■ **Task to carry out**
Lines of the material that include the string "trace" should be returned.

■ **Exercise material**
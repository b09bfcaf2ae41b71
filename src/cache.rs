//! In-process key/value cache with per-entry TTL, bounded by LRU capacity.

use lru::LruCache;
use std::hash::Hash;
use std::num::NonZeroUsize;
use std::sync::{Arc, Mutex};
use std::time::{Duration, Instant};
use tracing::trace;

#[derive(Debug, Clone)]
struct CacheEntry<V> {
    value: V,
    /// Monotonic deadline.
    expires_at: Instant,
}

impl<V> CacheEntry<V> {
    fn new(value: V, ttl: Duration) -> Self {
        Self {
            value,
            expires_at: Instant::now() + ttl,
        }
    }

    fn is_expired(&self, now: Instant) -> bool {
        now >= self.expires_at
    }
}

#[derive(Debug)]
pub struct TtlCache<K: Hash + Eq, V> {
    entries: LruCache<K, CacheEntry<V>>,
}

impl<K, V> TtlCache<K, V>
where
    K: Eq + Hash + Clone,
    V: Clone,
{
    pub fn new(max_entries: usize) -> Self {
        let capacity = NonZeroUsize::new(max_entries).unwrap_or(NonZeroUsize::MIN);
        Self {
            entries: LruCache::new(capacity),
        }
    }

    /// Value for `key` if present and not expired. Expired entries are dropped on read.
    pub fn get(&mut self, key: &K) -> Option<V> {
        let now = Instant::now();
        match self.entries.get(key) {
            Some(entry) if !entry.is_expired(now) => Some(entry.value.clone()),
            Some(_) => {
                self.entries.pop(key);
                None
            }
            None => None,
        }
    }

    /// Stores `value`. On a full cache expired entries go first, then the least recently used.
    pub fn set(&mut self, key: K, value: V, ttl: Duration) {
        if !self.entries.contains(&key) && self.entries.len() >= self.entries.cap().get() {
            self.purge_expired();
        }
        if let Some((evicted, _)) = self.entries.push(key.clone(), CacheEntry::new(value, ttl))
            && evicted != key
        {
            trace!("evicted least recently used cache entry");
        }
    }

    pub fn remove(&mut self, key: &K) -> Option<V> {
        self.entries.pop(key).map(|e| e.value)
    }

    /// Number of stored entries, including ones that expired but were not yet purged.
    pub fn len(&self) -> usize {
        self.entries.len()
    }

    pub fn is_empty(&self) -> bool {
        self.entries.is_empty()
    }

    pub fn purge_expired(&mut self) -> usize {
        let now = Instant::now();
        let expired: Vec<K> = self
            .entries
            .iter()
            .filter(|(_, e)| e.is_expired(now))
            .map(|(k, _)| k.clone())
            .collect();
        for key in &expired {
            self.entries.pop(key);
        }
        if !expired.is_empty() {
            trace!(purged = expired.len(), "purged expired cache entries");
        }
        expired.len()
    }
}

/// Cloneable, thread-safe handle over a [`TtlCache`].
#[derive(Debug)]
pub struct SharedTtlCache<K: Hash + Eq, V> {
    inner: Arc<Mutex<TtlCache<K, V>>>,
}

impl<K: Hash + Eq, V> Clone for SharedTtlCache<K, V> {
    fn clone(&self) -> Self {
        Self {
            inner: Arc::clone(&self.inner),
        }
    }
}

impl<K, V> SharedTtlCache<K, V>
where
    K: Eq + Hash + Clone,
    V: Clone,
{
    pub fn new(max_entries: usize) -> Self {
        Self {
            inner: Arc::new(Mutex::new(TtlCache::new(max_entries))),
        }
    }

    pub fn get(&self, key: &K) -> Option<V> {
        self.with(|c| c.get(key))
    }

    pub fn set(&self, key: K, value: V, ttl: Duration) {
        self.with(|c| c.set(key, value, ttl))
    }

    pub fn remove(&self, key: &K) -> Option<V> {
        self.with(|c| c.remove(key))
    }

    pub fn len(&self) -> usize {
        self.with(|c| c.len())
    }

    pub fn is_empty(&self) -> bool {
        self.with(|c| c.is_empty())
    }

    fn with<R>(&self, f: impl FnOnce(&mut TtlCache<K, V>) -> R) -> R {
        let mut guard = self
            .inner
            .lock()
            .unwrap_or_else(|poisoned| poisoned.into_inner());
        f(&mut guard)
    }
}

==

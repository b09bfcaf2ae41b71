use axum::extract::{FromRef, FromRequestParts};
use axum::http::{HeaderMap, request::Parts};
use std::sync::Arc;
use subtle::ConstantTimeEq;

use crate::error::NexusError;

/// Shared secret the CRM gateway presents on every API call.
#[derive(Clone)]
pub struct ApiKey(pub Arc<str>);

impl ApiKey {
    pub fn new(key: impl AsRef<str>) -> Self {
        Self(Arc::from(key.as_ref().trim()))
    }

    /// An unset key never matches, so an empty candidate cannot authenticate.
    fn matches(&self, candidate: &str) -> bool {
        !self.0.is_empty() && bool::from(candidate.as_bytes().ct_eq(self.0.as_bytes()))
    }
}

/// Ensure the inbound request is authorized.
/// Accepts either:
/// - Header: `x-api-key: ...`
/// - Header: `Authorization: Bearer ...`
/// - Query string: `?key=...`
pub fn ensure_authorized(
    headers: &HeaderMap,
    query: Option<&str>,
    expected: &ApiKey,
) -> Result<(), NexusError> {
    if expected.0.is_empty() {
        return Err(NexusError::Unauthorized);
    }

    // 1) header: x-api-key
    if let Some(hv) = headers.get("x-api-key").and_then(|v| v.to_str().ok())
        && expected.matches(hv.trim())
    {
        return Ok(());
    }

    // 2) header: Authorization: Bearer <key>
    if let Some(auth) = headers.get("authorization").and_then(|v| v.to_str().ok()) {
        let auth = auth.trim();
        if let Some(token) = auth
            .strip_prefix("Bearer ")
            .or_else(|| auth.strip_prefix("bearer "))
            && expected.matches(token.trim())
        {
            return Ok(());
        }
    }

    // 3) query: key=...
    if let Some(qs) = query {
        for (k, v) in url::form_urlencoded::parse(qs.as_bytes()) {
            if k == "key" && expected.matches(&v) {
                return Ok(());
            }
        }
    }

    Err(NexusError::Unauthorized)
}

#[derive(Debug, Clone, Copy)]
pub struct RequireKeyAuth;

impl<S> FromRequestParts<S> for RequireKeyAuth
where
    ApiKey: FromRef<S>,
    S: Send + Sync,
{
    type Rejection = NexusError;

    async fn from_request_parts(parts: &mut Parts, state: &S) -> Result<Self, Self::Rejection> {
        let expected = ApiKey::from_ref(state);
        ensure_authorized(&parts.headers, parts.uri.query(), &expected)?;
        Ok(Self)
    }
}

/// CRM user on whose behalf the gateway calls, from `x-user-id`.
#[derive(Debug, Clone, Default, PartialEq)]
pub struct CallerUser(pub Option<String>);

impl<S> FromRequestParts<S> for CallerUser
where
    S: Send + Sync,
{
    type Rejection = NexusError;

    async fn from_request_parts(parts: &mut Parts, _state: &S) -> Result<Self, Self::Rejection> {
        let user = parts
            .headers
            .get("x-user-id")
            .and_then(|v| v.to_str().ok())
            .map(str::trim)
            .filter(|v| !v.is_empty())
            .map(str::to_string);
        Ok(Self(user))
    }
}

■ **Exercise answer**
use tracing::trace;
            trace!("evicted least recently used cache entry");
            trace!(purged = expired.len(), "purged expired cache entries");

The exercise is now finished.